=== EXERCISE DATA ===
- - -

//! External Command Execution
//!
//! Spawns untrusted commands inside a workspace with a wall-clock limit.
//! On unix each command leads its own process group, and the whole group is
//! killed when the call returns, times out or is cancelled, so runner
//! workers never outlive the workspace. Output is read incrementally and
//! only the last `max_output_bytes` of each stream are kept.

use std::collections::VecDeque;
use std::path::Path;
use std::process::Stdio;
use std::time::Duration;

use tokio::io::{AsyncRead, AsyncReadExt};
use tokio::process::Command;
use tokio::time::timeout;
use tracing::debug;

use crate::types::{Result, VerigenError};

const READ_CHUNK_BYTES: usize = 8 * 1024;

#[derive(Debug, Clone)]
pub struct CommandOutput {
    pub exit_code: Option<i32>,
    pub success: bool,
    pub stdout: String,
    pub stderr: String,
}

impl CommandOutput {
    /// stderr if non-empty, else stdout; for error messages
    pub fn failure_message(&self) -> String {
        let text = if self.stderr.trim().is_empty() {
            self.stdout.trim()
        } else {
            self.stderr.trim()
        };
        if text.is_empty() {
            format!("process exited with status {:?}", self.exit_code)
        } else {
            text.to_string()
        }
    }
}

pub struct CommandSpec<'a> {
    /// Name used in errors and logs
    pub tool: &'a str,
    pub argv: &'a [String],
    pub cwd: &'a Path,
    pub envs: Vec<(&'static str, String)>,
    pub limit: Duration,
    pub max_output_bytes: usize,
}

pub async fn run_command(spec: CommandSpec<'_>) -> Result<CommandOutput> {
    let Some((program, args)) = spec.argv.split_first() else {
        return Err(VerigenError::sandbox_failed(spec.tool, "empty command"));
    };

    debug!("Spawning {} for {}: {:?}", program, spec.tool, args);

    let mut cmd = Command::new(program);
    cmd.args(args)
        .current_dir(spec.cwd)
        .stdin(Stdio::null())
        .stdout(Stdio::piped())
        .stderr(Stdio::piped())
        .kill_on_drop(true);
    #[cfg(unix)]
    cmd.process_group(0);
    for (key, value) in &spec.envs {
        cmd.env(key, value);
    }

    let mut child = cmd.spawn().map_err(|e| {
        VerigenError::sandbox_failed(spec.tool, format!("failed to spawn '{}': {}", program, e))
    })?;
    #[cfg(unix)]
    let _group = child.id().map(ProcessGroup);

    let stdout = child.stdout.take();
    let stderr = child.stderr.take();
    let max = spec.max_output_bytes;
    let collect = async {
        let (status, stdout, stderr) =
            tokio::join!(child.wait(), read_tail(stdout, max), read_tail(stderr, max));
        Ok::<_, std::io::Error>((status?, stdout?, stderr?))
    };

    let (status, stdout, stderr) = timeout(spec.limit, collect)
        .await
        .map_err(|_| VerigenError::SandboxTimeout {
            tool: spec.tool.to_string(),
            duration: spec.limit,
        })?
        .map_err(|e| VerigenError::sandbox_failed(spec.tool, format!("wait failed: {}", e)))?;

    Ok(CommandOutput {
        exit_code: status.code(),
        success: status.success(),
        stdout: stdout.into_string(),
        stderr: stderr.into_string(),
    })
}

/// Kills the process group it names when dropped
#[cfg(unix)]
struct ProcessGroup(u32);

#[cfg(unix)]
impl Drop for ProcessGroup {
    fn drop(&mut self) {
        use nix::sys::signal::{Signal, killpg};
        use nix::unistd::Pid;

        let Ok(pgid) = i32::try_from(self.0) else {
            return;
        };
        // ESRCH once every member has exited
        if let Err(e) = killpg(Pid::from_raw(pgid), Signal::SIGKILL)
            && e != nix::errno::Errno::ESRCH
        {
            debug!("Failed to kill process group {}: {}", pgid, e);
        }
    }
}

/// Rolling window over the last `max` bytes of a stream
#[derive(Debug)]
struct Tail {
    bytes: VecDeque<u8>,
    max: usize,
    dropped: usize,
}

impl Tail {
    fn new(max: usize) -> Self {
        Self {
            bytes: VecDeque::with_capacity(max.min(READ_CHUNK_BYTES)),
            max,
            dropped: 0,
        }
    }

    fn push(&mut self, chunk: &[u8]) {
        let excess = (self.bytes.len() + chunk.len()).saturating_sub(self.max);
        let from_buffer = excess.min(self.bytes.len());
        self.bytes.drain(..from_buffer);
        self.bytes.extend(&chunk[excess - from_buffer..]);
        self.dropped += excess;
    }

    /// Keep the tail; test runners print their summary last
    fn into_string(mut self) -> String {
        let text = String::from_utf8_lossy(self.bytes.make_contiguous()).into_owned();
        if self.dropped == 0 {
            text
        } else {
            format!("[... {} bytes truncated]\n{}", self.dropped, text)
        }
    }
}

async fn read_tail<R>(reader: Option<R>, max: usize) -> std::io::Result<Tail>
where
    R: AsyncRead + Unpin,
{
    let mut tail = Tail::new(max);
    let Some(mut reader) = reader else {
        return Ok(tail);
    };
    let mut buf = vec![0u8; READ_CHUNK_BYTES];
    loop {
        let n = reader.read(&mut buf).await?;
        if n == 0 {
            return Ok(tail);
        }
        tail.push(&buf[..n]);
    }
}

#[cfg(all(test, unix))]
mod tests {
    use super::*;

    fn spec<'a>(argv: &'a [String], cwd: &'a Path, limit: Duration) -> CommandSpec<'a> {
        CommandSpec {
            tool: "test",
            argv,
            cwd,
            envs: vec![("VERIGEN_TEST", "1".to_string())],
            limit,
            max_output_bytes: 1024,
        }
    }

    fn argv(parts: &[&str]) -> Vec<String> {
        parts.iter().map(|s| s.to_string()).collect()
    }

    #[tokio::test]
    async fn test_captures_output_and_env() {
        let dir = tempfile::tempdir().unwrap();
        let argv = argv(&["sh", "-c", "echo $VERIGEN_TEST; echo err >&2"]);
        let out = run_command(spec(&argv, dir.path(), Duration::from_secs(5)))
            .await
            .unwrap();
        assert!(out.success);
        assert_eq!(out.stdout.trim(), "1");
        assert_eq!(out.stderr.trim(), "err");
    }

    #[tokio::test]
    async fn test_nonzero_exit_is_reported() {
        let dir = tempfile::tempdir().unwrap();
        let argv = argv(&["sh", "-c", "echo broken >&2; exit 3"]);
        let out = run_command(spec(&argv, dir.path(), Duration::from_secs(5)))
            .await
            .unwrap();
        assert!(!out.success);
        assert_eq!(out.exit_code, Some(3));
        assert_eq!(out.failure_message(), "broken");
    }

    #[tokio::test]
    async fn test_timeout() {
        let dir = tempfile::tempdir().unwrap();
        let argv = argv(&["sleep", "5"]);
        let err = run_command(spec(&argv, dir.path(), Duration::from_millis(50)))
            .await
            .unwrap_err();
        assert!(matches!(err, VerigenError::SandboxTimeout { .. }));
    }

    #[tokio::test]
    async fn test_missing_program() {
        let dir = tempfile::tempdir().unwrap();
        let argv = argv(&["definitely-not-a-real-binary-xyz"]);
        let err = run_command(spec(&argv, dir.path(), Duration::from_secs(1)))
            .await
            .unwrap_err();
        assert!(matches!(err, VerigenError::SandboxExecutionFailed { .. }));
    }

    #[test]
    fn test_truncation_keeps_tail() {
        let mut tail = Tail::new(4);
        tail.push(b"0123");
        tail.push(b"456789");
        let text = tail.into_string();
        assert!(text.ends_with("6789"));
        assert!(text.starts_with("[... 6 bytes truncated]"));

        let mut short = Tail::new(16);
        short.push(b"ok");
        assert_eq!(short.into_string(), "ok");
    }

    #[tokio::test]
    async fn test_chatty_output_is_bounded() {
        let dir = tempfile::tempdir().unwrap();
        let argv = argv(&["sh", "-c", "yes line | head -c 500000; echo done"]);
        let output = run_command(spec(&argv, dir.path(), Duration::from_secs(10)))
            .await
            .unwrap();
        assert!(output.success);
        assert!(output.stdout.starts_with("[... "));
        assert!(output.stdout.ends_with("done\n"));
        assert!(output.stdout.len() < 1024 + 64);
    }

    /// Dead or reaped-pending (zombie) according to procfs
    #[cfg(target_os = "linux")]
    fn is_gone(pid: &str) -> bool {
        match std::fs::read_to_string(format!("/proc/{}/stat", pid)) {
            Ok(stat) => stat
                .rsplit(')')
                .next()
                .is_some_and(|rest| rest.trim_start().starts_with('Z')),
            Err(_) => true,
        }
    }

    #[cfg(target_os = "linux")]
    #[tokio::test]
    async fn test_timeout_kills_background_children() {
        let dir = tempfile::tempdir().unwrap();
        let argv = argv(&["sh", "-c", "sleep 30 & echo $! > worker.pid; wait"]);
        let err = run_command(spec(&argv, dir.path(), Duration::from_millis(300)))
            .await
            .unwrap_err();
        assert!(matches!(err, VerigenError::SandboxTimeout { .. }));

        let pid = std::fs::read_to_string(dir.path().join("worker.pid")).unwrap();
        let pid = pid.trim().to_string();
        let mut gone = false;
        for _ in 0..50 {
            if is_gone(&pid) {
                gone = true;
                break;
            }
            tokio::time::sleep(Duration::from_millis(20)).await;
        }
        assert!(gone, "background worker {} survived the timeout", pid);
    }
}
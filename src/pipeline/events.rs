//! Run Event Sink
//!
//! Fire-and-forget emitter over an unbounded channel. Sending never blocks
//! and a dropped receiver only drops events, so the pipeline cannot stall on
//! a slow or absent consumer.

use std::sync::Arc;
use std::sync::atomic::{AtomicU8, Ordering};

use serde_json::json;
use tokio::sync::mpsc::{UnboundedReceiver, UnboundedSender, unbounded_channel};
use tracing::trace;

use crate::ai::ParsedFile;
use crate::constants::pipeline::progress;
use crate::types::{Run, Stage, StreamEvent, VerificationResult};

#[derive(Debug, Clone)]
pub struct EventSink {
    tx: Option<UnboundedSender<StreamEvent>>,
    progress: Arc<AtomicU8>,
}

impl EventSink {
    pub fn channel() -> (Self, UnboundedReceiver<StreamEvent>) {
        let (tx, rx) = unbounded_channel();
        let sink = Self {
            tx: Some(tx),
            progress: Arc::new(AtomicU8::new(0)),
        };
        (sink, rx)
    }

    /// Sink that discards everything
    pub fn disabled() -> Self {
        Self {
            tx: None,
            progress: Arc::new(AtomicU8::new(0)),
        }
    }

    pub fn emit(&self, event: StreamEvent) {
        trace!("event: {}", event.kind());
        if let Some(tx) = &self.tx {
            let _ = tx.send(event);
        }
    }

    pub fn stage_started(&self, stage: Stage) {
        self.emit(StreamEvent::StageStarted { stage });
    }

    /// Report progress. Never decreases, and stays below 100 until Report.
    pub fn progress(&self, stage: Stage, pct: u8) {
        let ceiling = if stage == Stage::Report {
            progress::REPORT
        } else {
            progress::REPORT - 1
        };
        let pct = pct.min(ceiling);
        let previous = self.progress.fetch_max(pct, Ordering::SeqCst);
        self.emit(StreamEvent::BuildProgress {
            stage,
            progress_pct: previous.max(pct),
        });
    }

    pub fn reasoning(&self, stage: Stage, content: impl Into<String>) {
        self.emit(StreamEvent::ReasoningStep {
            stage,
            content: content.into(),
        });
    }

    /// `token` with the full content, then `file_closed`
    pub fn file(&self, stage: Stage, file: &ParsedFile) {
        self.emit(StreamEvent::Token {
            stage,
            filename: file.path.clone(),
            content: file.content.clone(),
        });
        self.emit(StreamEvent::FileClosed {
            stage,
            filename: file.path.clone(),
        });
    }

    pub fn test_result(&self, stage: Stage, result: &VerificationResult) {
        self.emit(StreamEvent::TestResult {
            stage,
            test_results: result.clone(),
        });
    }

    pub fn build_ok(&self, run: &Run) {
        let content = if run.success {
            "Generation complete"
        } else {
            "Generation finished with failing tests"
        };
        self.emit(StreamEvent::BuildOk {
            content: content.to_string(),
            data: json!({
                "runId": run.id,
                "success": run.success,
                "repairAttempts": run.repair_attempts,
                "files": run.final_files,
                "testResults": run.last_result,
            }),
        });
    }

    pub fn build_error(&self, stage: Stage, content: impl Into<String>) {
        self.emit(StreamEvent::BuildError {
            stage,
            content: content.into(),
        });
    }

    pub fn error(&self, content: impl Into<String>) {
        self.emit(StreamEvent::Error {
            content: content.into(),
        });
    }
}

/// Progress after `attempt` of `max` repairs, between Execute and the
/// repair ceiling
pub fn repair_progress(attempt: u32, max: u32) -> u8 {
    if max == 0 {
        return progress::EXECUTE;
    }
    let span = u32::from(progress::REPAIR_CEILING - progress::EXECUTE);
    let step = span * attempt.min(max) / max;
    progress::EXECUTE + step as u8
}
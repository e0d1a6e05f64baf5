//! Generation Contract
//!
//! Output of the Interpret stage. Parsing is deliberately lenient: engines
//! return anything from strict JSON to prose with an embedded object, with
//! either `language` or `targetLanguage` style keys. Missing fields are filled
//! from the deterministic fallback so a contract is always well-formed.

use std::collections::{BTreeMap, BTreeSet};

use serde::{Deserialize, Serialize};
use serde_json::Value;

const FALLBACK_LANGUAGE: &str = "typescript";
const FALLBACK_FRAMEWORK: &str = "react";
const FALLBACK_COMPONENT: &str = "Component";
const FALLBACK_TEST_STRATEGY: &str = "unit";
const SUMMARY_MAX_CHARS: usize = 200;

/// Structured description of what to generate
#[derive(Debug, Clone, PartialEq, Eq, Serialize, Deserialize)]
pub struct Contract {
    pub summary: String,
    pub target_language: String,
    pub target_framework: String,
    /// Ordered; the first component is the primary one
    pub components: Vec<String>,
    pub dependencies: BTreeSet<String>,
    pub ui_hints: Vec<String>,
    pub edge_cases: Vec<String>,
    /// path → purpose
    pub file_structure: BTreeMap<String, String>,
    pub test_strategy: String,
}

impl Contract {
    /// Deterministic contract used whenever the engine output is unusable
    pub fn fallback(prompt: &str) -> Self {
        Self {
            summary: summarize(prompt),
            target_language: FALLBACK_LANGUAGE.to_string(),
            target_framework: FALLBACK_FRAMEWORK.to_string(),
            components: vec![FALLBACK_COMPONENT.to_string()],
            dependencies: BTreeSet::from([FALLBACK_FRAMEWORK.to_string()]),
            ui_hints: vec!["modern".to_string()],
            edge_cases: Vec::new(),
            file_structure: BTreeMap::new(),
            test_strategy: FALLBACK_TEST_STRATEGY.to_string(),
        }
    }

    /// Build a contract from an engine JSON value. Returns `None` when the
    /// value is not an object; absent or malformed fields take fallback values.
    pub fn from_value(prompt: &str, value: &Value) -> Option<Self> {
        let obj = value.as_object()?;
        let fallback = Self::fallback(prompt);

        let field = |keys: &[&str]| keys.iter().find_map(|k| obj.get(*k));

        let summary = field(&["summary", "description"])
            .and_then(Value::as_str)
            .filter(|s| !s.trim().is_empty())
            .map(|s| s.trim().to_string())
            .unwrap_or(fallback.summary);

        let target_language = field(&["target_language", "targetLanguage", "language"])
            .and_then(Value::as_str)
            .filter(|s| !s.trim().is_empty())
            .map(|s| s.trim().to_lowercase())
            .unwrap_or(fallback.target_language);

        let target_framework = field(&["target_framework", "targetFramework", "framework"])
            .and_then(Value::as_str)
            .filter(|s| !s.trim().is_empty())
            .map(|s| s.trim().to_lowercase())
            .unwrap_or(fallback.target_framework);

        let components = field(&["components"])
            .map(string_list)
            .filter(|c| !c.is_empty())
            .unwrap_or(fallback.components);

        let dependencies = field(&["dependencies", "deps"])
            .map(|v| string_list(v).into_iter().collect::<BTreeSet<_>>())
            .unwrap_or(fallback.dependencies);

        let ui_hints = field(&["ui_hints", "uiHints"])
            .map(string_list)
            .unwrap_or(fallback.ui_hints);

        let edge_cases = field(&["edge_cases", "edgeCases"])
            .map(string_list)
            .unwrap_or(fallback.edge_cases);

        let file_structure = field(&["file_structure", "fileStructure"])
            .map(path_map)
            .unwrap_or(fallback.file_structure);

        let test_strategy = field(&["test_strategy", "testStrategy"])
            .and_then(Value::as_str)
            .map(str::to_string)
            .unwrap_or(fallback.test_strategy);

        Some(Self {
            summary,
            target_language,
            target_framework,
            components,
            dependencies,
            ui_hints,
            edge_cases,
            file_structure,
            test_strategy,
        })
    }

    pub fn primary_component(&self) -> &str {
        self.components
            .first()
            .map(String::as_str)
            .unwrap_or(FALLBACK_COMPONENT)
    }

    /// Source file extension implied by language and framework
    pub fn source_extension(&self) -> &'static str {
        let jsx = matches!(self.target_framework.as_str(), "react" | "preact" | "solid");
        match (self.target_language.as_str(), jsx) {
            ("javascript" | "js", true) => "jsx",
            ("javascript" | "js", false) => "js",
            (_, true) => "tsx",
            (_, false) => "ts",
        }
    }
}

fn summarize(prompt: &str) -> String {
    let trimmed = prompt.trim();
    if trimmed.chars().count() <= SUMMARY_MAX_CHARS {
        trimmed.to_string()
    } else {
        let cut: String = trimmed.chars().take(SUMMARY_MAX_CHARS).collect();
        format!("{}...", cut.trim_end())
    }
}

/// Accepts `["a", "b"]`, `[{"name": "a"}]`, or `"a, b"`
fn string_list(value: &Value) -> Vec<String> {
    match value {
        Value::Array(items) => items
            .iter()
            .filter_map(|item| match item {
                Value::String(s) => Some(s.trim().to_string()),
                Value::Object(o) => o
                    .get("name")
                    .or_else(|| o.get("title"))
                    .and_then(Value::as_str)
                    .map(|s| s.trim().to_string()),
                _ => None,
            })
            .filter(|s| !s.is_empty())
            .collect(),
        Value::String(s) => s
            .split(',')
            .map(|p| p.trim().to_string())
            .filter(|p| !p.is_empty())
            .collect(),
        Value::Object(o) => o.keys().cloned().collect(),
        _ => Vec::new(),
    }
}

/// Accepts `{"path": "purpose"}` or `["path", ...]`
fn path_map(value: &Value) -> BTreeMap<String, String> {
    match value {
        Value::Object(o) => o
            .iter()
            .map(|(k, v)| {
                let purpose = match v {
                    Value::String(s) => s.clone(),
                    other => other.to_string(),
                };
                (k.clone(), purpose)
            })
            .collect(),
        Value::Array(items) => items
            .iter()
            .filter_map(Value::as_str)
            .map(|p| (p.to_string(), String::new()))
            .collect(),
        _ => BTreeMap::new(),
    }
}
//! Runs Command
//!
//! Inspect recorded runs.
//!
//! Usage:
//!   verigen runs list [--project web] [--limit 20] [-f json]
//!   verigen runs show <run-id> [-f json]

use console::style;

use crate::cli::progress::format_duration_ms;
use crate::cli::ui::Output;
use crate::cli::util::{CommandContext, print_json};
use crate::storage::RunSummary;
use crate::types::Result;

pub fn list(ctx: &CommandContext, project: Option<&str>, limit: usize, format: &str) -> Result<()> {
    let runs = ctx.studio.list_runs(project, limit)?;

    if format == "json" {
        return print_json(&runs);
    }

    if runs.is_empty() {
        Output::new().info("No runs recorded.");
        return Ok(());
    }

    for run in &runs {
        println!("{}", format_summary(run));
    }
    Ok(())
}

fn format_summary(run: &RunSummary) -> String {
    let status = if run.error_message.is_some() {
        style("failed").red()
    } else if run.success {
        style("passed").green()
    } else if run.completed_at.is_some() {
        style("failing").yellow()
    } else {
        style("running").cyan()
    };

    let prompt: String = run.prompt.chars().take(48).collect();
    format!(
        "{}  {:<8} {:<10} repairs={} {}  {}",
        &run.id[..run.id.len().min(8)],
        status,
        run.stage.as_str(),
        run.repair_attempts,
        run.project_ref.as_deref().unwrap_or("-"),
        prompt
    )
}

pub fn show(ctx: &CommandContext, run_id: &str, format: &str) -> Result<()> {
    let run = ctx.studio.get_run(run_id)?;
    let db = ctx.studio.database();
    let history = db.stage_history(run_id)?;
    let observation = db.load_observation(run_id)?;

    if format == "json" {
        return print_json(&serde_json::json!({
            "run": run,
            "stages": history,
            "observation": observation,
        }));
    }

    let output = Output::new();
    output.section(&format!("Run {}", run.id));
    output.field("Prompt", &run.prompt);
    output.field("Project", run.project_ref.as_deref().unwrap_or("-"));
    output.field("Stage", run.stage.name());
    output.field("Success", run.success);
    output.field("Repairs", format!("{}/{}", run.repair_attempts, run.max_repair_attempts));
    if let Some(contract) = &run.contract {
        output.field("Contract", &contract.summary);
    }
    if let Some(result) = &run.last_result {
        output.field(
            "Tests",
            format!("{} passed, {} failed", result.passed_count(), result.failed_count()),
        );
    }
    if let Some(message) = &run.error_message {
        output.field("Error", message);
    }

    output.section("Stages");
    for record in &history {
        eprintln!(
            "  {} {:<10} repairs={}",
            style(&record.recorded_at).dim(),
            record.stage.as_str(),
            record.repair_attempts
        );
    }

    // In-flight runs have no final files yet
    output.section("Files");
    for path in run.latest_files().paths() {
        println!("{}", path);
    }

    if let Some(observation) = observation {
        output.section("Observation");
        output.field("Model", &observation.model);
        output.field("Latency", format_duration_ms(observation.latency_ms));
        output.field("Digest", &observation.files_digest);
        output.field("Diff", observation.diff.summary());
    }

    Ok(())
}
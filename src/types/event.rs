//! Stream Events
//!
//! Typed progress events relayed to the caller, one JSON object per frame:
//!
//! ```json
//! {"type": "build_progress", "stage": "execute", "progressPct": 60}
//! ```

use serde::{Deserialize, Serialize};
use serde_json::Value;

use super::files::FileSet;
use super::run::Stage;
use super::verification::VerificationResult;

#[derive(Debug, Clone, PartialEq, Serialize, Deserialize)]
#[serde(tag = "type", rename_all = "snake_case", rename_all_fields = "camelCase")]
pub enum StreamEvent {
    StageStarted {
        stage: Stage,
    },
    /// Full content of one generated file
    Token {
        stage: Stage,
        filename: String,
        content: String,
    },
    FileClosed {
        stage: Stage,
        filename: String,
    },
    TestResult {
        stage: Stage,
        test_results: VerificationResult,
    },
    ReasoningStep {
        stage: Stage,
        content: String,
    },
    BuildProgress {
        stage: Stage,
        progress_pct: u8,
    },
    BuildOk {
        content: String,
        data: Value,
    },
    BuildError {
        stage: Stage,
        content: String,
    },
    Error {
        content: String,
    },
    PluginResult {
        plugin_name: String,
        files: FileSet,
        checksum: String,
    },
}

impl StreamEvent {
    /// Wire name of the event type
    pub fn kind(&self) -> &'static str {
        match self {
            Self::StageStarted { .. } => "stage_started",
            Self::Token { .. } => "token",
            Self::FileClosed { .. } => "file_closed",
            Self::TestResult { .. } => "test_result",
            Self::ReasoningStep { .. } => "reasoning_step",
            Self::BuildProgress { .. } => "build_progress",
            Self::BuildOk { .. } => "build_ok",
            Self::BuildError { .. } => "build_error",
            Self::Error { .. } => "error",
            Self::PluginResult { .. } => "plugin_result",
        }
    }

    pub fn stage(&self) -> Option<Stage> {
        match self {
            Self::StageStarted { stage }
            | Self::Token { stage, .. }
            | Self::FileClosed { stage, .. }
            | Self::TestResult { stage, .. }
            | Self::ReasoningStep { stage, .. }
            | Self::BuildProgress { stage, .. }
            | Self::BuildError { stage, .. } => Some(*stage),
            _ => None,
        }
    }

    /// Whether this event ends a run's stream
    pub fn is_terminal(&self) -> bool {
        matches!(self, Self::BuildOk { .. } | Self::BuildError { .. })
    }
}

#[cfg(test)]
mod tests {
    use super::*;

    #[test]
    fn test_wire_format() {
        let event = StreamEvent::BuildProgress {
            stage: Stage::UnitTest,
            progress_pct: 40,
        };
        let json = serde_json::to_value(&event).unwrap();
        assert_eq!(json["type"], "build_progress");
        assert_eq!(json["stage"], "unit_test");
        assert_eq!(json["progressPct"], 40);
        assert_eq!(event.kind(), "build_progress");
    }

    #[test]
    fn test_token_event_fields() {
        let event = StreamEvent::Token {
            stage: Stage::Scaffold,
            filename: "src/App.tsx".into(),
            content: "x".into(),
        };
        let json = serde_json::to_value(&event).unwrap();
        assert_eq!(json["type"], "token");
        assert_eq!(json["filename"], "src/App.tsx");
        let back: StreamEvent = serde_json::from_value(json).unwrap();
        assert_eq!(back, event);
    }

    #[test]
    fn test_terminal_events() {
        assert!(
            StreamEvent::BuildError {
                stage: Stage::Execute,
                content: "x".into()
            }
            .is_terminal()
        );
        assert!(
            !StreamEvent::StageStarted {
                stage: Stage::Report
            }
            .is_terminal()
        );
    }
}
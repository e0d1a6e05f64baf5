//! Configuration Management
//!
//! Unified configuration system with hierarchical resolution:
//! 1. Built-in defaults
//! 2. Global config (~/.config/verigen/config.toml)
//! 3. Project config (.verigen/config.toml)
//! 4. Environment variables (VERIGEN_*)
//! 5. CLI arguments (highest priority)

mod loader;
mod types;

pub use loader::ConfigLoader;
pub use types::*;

- - -

=== EXERCISE DESCRIPTION ===
Provide the count of lines above containing "Serialize", without any added words.

=== TASK OUTPUT ===
4